On Aug. 10, 2016, Jillian Kaplan's life was turned upside down when she and her dog were struck in the crosswalk at the intersection of Cherry and Concord streets in Framingham.
"I had emergency brain surgery within 30 minutes of getting to the hospital. I had bleeding on the brain and they had to relieve the pressure. I shattered my pelvis, as well as my face," said Kaplan.
According to the accident report obtained by Boston 25 News, the hearing-impaired driver took his hands off the wheel to use sign language with his passenger and did not see the woman in the crosswalk.
"The thought of never being able to walk again really scared me," said Kaplan.
Jillian's recovery took more than 14 weeks moving from the ICU to rehab and to her and her family's shock, months later she found out she was pregnant with baby Michelle.
"I'm super super super lucky, but that doesn't change how bad it could have been," said Kaplan.
Boston 25 News is not naming the driver, but we've learned his only penalty for the accident was a written citation, which is frustrating to Jillian.
"I'll hear a friend who got a citation of texting on a cell phone or something, but they didn't get into an accident. Maybe next time they will so I think the first warning needs to be more strict," said Kaplan.

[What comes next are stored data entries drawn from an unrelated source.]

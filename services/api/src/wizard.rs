//! services/api/src/wizard.rs
//!
//! Validates wizard input against the reference data and records it through
//! the session store's atomic update.

use kuberstack_core::domain::{
    ClusterSpec, Credentials, NodeGroup, NodesSpec, ProductId, Session, WizardState,
};
use kuberstack_core::ports::{CatalogService, DomainService, PortError, PortResult, SessionStore};
use kuberstack_core::WizardStep;
use std::collections::HashSet;
use std::sync::Arc;
use tracing::{info, instrument};

use crate::auth::Principal;

/// A summary of the recorded cluster, as it will be handed to the
/// provisioning tool.
#[derive(Debug, Clone, PartialEq, Eq)]
pub struct ClusterConf {
    pub domain: String,
    pub name: String,
    pub fqdn: String,
    pub bucket: String,
    pub cluster_type: i64,
    pub region: String,
    pub master: NodeGroup,
    pub workers: NodeGroup,
    pub products: Vec<(ProductId, String)>,
}

pub struct WizardService {
    store: Arc<dyn SessionStore>,
    catalog: Arc<dyn CatalogService>,
    domains: Arc<dyn DomainService>,
}

fn required(field: &str, value: &str) -> PortResult<()> {
    if value.trim().is_empty() {
        return Err(PortError::Validation(format!("{} must not be empty", field)));
    }
    Ok(())
}

fn normalize_domain(domain: &str) -> String {
    domain.trim().trim_end_matches('.').to_ascii_lowercase()
}

impl WizardService {
    pub fn new(
        store: Arc<dyn SessionStore>,
        catalog: Arc<dyn CatalogService>,
        domains: Arc<dyn DomainService>,
    ) -> Self {
        Self {
            store,
            catalog,
            domains,
        }
    }

    #[instrument(skip_all, fields(region = %credentials.region))]
    pub async fn save_credentials(
        &self,
        principal: &Principal,
        credentials: Credentials,
    ) -> PortResult<Session> {
        required("access key", &credentials.access_key)?;
        required("secret key", &credentials.secret_key)?;
        required("region", &credentials.region)?;
        required("ssh public key", &credentials.ssh_public_key)?;
        if !self
            .catalog
            .regions()
            .iter()
            .any(|region| region.id == credentials.region)
        {
            return Err(PortError::Validation(format!(
                "unknown region '{}'",
                credentials.region
            )));
        }

        let session = self
            .store
            .update(principal.token(), &|state: &mut WizardState| {
                state.record_credentials(credentials.clone())
            })
            .await?;
        info!("Credentials recorded");
        Ok(session)
    }

    /// Validates a prospective cluster identity without recording it.
    pub async fn check_cluster(&self, principal: &Principal, domain: &str, name: &str) -> PortResult<()> {
        principal.state().require_before(WizardStep::Cluster)?;
        self.domains.check_domain(domain, name).await
    }

    #[instrument(skip_all, fields(domain = %domain, name = %name))]
    pub async fn save_cluster(
        &self,
        principal: &Principal,
        domain: &str,
        name: &str,
        cluster_type: i64,
    ) -> PortResult<Session> {
        self.check_cluster(principal, domain, name).await?;
        if !self
            .catalog
            .cluster_types()
            .iter()
            .any(|t| t.id == cluster_type)
        {
            return Err(PortError::Validation(format!(
                "unknown cluster type {}",
                cluster_type
            )));
        }

        let cluster = ClusterSpec::new(&normalize_domain(domain), name, cluster_type);
        let session = self
            .store
            .update(principal.token(), &|state: &mut WizardState| {
                state.record_cluster(cluster.clone())
            })
            .await?;
        info!(bucket = %cluster.bucket, "Cluster recorded");
        Ok(session)
    }

    fn validate_group(&self, label: &str, group: &NodeGroup, zones: &[String]) -> PortResult<()> {
        if group.instances == 0 {
            return Err(PortError::Validation(format!(
                "{} needs at least one instance",
                label
            )));
        }
        if group.zones.is_empty() {
            return Err(PortError::Validation(format!(
                "{} needs at least one zone",
                label
            )));
        }
        let mut seen = HashSet::new();
        for zone in &group.zones {
            if !seen.insert(zone.as_str()) {
                return Err(PortError::Validation(format!(
                    "{} lists zone '{}' twice",
                    label, zone
                )));
            }
            if !zones.contains(zone) {
                return Err(PortError::Validation(format!(
                    "zone '{}' is not in the selected region",
                    zone
                )));
            }
        }
        if let Some(instance_type) = &group.instance_type {
            let known = self
                .catalog
                .node_types()
                .into_iter()
                .chain(self.catalog.storage_types())
                .any(|t| &t.id == instance_type);
            if !known {
                return Err(PortError::Validation(format!(
                    "unknown instance type '{}'",
                    instance_type
                )));
            }
        }
        Ok(())
    }

    #[instrument(skip_all)]
    pub async fn save_nodes(&self, principal: &Principal, nodes: NodesSpec) -> PortResult<Session> {
        let state = principal.state();
        state.require_before(WizardStep::Nodes)?;
        let region = state
            .credentials
            .as_ref()
            .map(|c| c.region.clone())
            .unwrap_or_default();
        let zones = self.catalog.zones(&region)?;
        self.validate_group("master", &nodes.master, &zones)?;
        self.validate_group("workers", &nodes.workers, &zones)?;

        let session = self
            .store
            .update(principal.token(), &|state: &mut WizardState| {
                state.record_nodes(nodes.clone())
            })
            .await?;
        info!(
            masters = nodes.master.instances,
            workers = nodes.workers.instances,
            "Node groups recorded"
        );
        Ok(session)
    }

    /// Duplicates collapse to their first occurrence.
    #[instrument(skip_all)]
    pub async fn save_software(
        &self,
        principal: &Principal,
        products: Vec<ProductId>,
    ) -> PortResult<Session> {
        let mut seen = HashSet::new();
        let mut selected = Vec::with_capacity(products.len());
        for id in products {
            if self.catalog.product_name(id).is_none() {
                return Err(PortError::Validation(format!("unknown product {}", id)));
            }
            if seen.insert(id) {
                selected.push(id);
            }
        }

        let session = self
            .store
            .update(principal.token(), &|state: &mut WizardState| {
                state.record_software(selected.clone())
            })
            .await?;
        info!(products = ?selected, "Software selection recorded");
        Ok(session)
    }

    pub async fn domains(&self, principal: &Principal) -> PortResult<Vec<String>> {
        let state = principal.state();
        state.require_before(WizardStep::Cluster)?;
        match &state.credentials {
            Some(credentials) => self.domains.list_domains(credentials).await,
            None => Ok(Vec::new()),
        }
    }

    pub async fn dns_in_sync(&self, principal: &Principal) -> PortResult<bool> {
        let state = principal.state();
        state.require_before(WizardStep::Nodes)?;
        match &state.cluster {
            Some(cluster) => self.domains.is_dns_in_sync(cluster).await,
            None => Ok(false),
        }
    }

    pub fn cluster_conf(&self, principal: &Principal) -> PortResult<ClusterConf> {
        let state = principal.state();
        state.ensure_installable()?;
        let (Some(credentials), Some(cluster), Some(nodes), Some(software)) = (
            &state.credentials,
            &state.cluster,
            &state.nodes,
            &state.software,
        ) else {
            return Err(PortError::PreconditionFailed(
                "wizard state is incomplete".to_string(),
            ));
        };

        Ok(ClusterConf {
            domain: cluster.domain.clone(),
            name: cluster.name.clone(),
            fqdn: cluster.fqdn(),
            bucket: cluster.bucket.clone(),
            cluster_type: cluster.cluster_type,
            region: credentials.region.clone(),
            master: nodes.master.clone(),
            workers: nodes.workers.clone(),
            products: software
                .iter()
                .map(|id| (*id, self.catalog.product_name(*id).unwrap_or_default()))
                .collect(),
        })
    }
}
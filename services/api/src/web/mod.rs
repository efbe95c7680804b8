pub mod auth;
pub mod install;
pub mod middleware;
pub mod protocol;
pub mod rest;
pub mod state;

use axum::{
    http::{header, HeaderName, Method},
    middleware as axum_middleware,
    routing::{get, post, put},
    Router,
};
use std::sync::Arc;
use tower_http::{
    catch_panic::CatchPanicLayer,
    cors::{AllowOrigin, CorsLayer},
    trace::TraceLayer,
};

pub use middleware::{handle_panic, require_auth, API_KEY_HEADER};
pub use state::AppState;

/// Builds the API router. The panic handler is the outermost layer so that
/// nothing below it can take the process down.
pub fn router(state: Arc<AppState>) -> Router {
    let public_routes = Router::new().route("/session-id", get(auth::session_id_handler));

    let protected_routes = Router::new()
        .route("/regions", get(rest::regions_handler))
        .route("/credentials", put(rest::save_credentials_handler))
        .route("/cluster", put(rest::save_cluster_handler))
        .route("/cluster/types", get(rest::cluster_types_handler))
        .route("/cluster/domains", get(rest::domains_handler))
        .route("/cluster/check", post(rest::check_cluster_handler))
        .route("/cluster/dns-sync", get(rest::dns_sync_handler))
        .route("/nodes", put(rest::save_nodes_handler))
        .route("/nodes/types", get(rest::node_types_handler))
        .route("/nodes/storage-types", get(rest::storage_types_handler))
        .route("/nodes/zones", get(rest::zones_handler))
        .route("/software", put(rest::save_software_handler))
        .route("/software/products", get(rest::products_handler))
        .route("/software/tags", get(rest::tags_handler))
        .route("/install", post(install::start_install_handler))
        .route("/install/status", get(install::install_status_handler))
        .route("/install/config", get(install::cluster_conf_handler))
        .route("/install/kubeconfig", get(install::kubeconfig_handler))
        .route("/install/vanish", post(install::vanish_handler))
        .layer(axum_middleware::from_fn_with_state(
            state.clone(),
            require_auth,
        ));

    with_edge_layers(Router::new().merge(public_routes).merge(protected_routes)).with_state(state)
}

/// Wraps `routes` in tracing, CORS and the panic boundary, outermost last.
pub fn with_edge_layers<S>(routes: Router<S>) -> Router<S>
where
    S: Clone + Send + Sync + 'static,
{
    let cors = CorsLayer::new()
        .allow_origin(AllowOrigin::mirror_request())
        .allow_methods([Method::GET, Method::POST, Method::PUT, Method::OPTIONS])
        .allow_headers([
            header::CONTENT_TYPE,
            header::ACCEPT,
            HeaderName::from_static(API_KEY_HEADER),
        ]);

    routes
        .layer(TraceLayer::new_for_http())
        .layer(cors)
        .layer(CatchPanicLayer::custom(handle_panic))
}
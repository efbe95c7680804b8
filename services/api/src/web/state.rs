//! services/api/src/web/state.rs
//!
//! Defines the application's shared state.

use crate::adapters::provisioner::Provisioner;
use crate::auth::AuthManager;
use crate::config::Config;
use crate::install::InstallOrchestrator;
use crate::wizard::WizardService;
use kuberstack_core::ports::{CatalogService, DomainService, SessionStore};
use std::sync::Arc;

/// The shared application state, created once at startup and passed to all handlers.
pub struct AppState {
    pub catalog: Arc<dyn CatalogService>,
    pub auth: Arc<AuthManager>,
    pub wizard: WizardService,
    pub installer: InstallOrchestrator,
}

impl AppState {
    pub fn new(
        config: Arc<Config>,
        store: Arc<dyn SessionStore>,
        catalog: Arc<dyn CatalogService>,
        domains: Arc<dyn DomainService>,
    ) -> Self {
        let provisioner = Arc::new(Provisioner::new(config.kops.clone(), Arc::clone(&catalog)));
        Self {
            auth: Arc::new(AuthManager::new(Arc::clone(&store))),
            wizard: WizardService::new(Arc::clone(&store), Arc::clone(&catalog), domains),
            installer: InstallOrchestrator::new(store, provisioner),
            catalog,
        }
    }
}
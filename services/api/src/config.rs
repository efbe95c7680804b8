//! services/api/src/config.rs
//!
//! Defines the application's configuration structure and loading logic.
//!
//! All configuration is loaded from environment variables once at startup and
//! handed to the constructors that need it. The `.env` file is used for local
//! development.

use std::net::SocketAddr;
use std::path::PathBuf;
use std::time::Duration;
use tracing::Level;

/// A custom error type for configuration loading failures.
#[derive(Debug, thiserror::Error)]
pub enum ConfigError {
    #[error("Invalid value for the environment variable {0}: {1}")]
    InvalidValue(String, String),
}

/// Where and how the external provisioning tool is run.
#[derive(Clone, Debug)]
pub struct KopsConfig {
    pub program: PathBuf,
    /// Leading arguments placed before the mode (`create` / `delete`).
    pub extra_args: Vec<String>,
    /// Parent of the per-session working directories.
    pub work_dir: PathBuf,
    pub timeout: Duration,
}

/// Holds all configuration loaded from the environment at startup.
#[derive(Clone, Debug)]
pub struct Config {
    pub bind_address: SocketAddr,
    pub database_url: String,
    pub log_level: Level,
    pub auth_expire: Duration,
    pub cleanup_interval: Duration,
    pub known_domains: Vec<String>,
    pub kops: KopsConfig,
}

const DEFAULT_AUTH_EXPIRE_SECS: u64 = 8760 * 60 * 60;
const DEFAULT_KOPS_TIMEOUT_SECS: u64 = 60 * 60;

impl Config {
    /// Loads configuration from environment variables.
    ///
    /// It will look for a `.env` file in the current directory for development,
    /// but this is skipped in test environments to ensure tests are hermetic.
    pub fn from_env() -> Result<Self, ConfigError> {
        if !cfg!(test) {
            dotenvy::dotenv().ok();
        }

        // --- Server and Storage Settings ---
        let bind_address_str =
            std::env::var("BIND_ADDRESS").unwrap_or_else(|_| "0.0.0.0:8080".to_string());
        let bind_address = bind_address_str.parse::<SocketAddr>().map_err(|e| {
            ConfigError::InvalidValue("BIND_ADDRESS".to_string(), e.to_string())
        })?;

        let database_url = std::env::var("DATABASE_URL")
            .unwrap_or_else(|_| "sqlite://./kuberstack-installer.db".to_string());

        let log_level_str = std::env::var("RUST_LOG").unwrap_or_else(|_| "INFO".to_string());
        let log_level = log_level_str.parse::<Level>().map_err(|_| {
            ConfigError::InvalidValue(
                "RUST_LOG".to_string(),
                format!("'{}' is not a valid log level", log_level_str),
            )
        })?;

        // --- Session Lifetime ---
        let auth_expire =
            Duration::from_secs(secs_var("AUTH_EXPIRE_SECS")?.unwrap_or(DEFAULT_AUTH_EXPIRE_SECS));
        if auth_expire.is_zero() {
            return Err(ConfigError::InvalidValue(
                "AUTH_EXPIRE_SECS".to_string(),
                "must be greater than zero".to_string(),
            ));
        }
        let cleanup_interval = match secs_var("CLEANUP_INTERVAL_SECS")? {
            Some(0) => {
                return Err(ConfigError::InvalidValue(
                    "CLEANUP_INTERVAL_SECS".to_string(),
                    "must be greater than zero".to_string(),
                ))
            }
            Some(secs) => Duration::from_secs(secs),
            None => (auth_expire / 2).max(Duration::from_secs(1)),
        };

        let known_domains = std::env::var("KNOWN_DOMAINS")
            .map(|raw| split_list(&raw))
            .unwrap_or_default();

        // --- Provisioning Tool ---
        let program = std::env::var("KOPS_PATH")
            .map(PathBuf::from)
            .unwrap_or_else(|_| PathBuf::from("kops"));
        let extra_args = std::env::var("KOPS_ARGS")
            .map(|raw| raw.split_whitespace().map(str::to_string).collect())
            .unwrap_or_default();
        let work_dir = std::env::var("KOPS_TMP_DIR")
            .map(PathBuf::from)
            .unwrap_or_else(|_| std::env::temp_dir().join("kuberstack-installer"));
        let timeout = Duration::from_secs(
            secs_var("KOPS_TIMEOUT_SECS")?.unwrap_or(DEFAULT_KOPS_TIMEOUT_SECS),
        );

        Ok(Self {
            bind_address,
            database_url,
            log_level,
            auth_expire,
            cleanup_interval,
            known_domains,
            kops: KopsConfig {
                program,
                extra_args,
                work_dir,
                timeout,
            },
        })
    }
}

fn secs_var(name: &str) -> Result<Option<u64>, ConfigError> {
    match std::env::var(name) {
        Ok(raw) => raw
            .trim()
            .parse::<u64>()
            .map(Some)
            .map_err(|e| ConfigError::InvalidValue(name.to_string(), e.to_string())),
        Err(_) => Ok(None),
    }
}

fn split_list(raw: &str) -> Vec<String> {
    raw.split(',')
        .map(|item| item.trim().to_lowercase())
        .filter(|item| !item.is_empty())
        .collect()
}
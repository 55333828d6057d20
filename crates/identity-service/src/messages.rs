//! Client-facing API messages, one request/reply pair per operation.

use crate::domain::{Data, FinalStatement};
use serde::{Deserialize, Serialize};
use shared_crypto::{PublicKey, RingSignature, SchnorrSignature};
use shared_types::{IdentityId, Roster, SkipBlock};

/// Which credential regime a request authenticates under.
#[derive(Clone, Copy, PartialEq, Eq, Debug, Serialize, Deserialize)]
pub enum AuthType {
    /// Anonymous linkable ring signature over an attendee set.
    Pop,
    /// Plain Schnorr signature under a registered public key.
    Public,
}

/// Bootstrap a first admin with a one-time PIN, or request a fresh PIN
/// when none is supplied.
#[derive(Clone, Debug, Serialize, Deserialize)]
pub struct PinRequest {
    pub pin: String,
    pub public: PublicKey,
}

/// Admit an attendee set (PoP) or a batch of public keys (Public),
/// signed by an admin key.
#[derive(Clone, Debug, Serialize, Deserialize)]
pub struct StoreKeys {
    pub auth_type: AuthType,
    pub final_statement: Option<FinalStatement>,
    pub publics: Vec<PublicKey>,
    pub sig: SchnorrSignature,
}

/// Obtain a single-use nonce and the signing context.
#[derive(Clone, Debug, Serialize, Deserialize)]
pub struct Authenticate;

#[derive(Clone, Debug, Serialize, Deserialize)]
pub struct AuthenticateReply {
    /// 64 random bytes, valid for one creation.
    pub nonce: Vec<u8>,
    /// `service_name || server_identity_string`.
    pub ctx: Vec<u8>,
}

/// Register a new identity after authenticating the nonce.
#[derive(Clone, Debug, Serialize, Deserialize)]
pub struct CreateIdentity {
    pub nonce: Vec<u8>,
    pub auth_type: AuthType,
    /// Ring signature over the nonce (PoP auth).
    pub sig: Option<RingSignature>,
    /// Schnorr signature over the nonce (public auth).
    pub schn_sig: Option<SchnorrSignature>,
    pub data: Data,
    pub roster: Roster,
}

#[derive(Clone, Debug, Serialize, Deserialize)]
pub struct CreateIdentityReply {
    pub root: SkipBlock,
    pub data: SkipBlock,
}

/// Fetch the latest accepted data, refreshing from the skipchain first.
#[derive(Clone, Debug, Serialize, Deserialize)]
pub struct DataUpdate {
    pub id: IdentityId,
}

#[derive(Clone, Debug, Serialize, Deserialize)]
pub struct DataUpdateReply {
    pub data: Data,
}

/// Store a new proposal; signatures come later, one vote at a time.
#[derive(Clone, Debug, Serialize, Deserialize)]
pub struct ProposeSend {
    pub id: IdentityId,
    pub propose: Data,
}

/// Fetch the pending proposal, if any.
#[derive(Clone, Debug, Serialize, Deserialize)]
pub struct ProposeUpdate {
    pub id: IdentityId,
}

#[derive(Clone, Debug, Serialize, Deserialize)]
pub struct ProposeUpdateReply {
    pub propose: Option<Data>,
}

/// One device's vote on the pending proposal.
///
/// An absent signature is a rejection: it erases any earlier vote from
/// this signer on every conode.
#[derive(Clone, Debug, Serialize, Deserialize)]
pub struct ProposeVote {
    pub id: IdentityId,
    pub signer: String,
    pub signature: Option<SchnorrSignature>,
}

#[derive(Clone, Debug, Serialize, Deserialize)]
pub struct ProposeVoteReply {
    /// The committed data block when this vote crossed the threshold.
    pub data: Option<SkipBlock>,
}
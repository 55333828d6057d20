//! The service facade: request handlers binding the API messages to the
//! auth registry, the identity store, the voting state machine and the
//! propagation layer.
//!
//! Locking rules: the auth registry is guarded by one coarse lock (auth
//! operations are infrequent); per-identity state is guarded by the
//! entry's own lock; no entry lock is held across a propagation or
//! skipchain call, with the single exception of `data_update`, which
//! keeps its entry locked across the remote fetch to serialise adoption
//! of newer blocks.

use crate::auth::AuthRegistry;
use crate::domain::Data;
use crate::error::{IdentityError, IdentityResult};
use crate::events::PropagationMsg;
use crate::messages::*;
use crate::ports::outbound::{KeyValueStore, PropagationNetwork, SkipchainClient};
use crate::state::{IdentityStore, SkipchainKeyPairBytes, StorageMap};
use crate::verifier::identity_verifier_id;
use parking_lot::Mutex;
use shared_crypto::{schnorr_verify, ring_verify, Blake3Hasher, SchnorrKeyPair};
use shared_types::{IdentityId, ServerIdentity};
use std::sync::Arc;
use std::time::Duration;
use tracing::{debug, error, info, warn};

/// Name of this service; prefixes the authentication context.
pub const SERVICE_NAME: &str = "Identity";

/// Size of authentication nonces in bytes.
pub const NONCE_SIZE: usize = 64;

const STORAGE_KEY: &[u8] = b"storage";

/// Tunables of one conode's identity service.
#[derive(Clone, Debug)]
pub struct IdentityConfig {
    /// Single timeout applied to every propagation round.
    pub propagate_timeout: Duration,
    /// Base height of newly created skipchains.
    pub chain_base_height: u32,
    /// Maximum height of newly created skipchains.
    pub chain_maximum_height: u32,
}

impl Default for IdentityConfig {
    fn default() -> Self {
        Self {
            propagate_timeout: Duration::from_secs(10),
            chain_base_height: 10,
            chain_maximum_height: 10,
        }
    }
}
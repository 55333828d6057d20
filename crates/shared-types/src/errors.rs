//! Wire-stable error codes of the client protocol.
//!
//! Clients match on the integer code, so the values here are frozen:
//! renumbering is a protocol break.

use serde::{Deserialize, Serialize};
use std::fmt;

/// Error codes returned to clients, one per failure kind.
#[derive(Clone, Copy, PartialEq, Eq, Debug, Serialize, Deserialize)]
#[repr(i32)]
pub enum ErrorCode {
    /// PIN bootstrap failed (missing or mismatched PIN).
    WrongPin = 4100,
    /// Nonce unknown, credential rejected or creation quota exhausted.
    Authentication = 4101,
    /// Signature on a StoreKeys payload did not verify.
    InvalidSignature = 4102,
    /// Identity or skipblock not found.
    BlockMissing = 4103,
    /// No proposed data, or a block payload failed to decode.
    DataMissing = 4104,
    /// Vote signer is not a device of the identity.
    AccountMissing = 4105,
    /// Vote signature did not verify.
    VoteSignature = 4106,
    /// Remote fetch or propagation failed.
    Transport = 4107,
}

impl ErrorCode {
    pub fn code(self) -> i32 {
        self as i32
    }
}

impl fmt::Display for ErrorCode {
    fn fmt(&self, f: &mut fmt::Formatter<'_>) -> fmt::Result {
        write!(f, "{:?}({})", self, self.code())
    }
}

A #Framingham mom is nearly killed after being hit by a car in a crosswalk with her dog. Tonight, her call for stricter penalties for distracted drivers. #ONLY on @boston25 at 6:15! pic.twitter.com/Rih5e9bYbF— Crystal Haynes (@crystalhaynes) November 30, 2017
Safe Roads Alliance President Emily Stein says the penalty for distracted driving needs to be as tough as they are for other offenses, like speeding and driving under the influence.
"I think our next battle is educating judges in what is an appropriate fine, or an appropriate action to take so drivers get it. Because our penalties are not strong enough," said Stein.
Massachusetts State Police still have an active investigation in the case. Investigators say more serious charges are possible.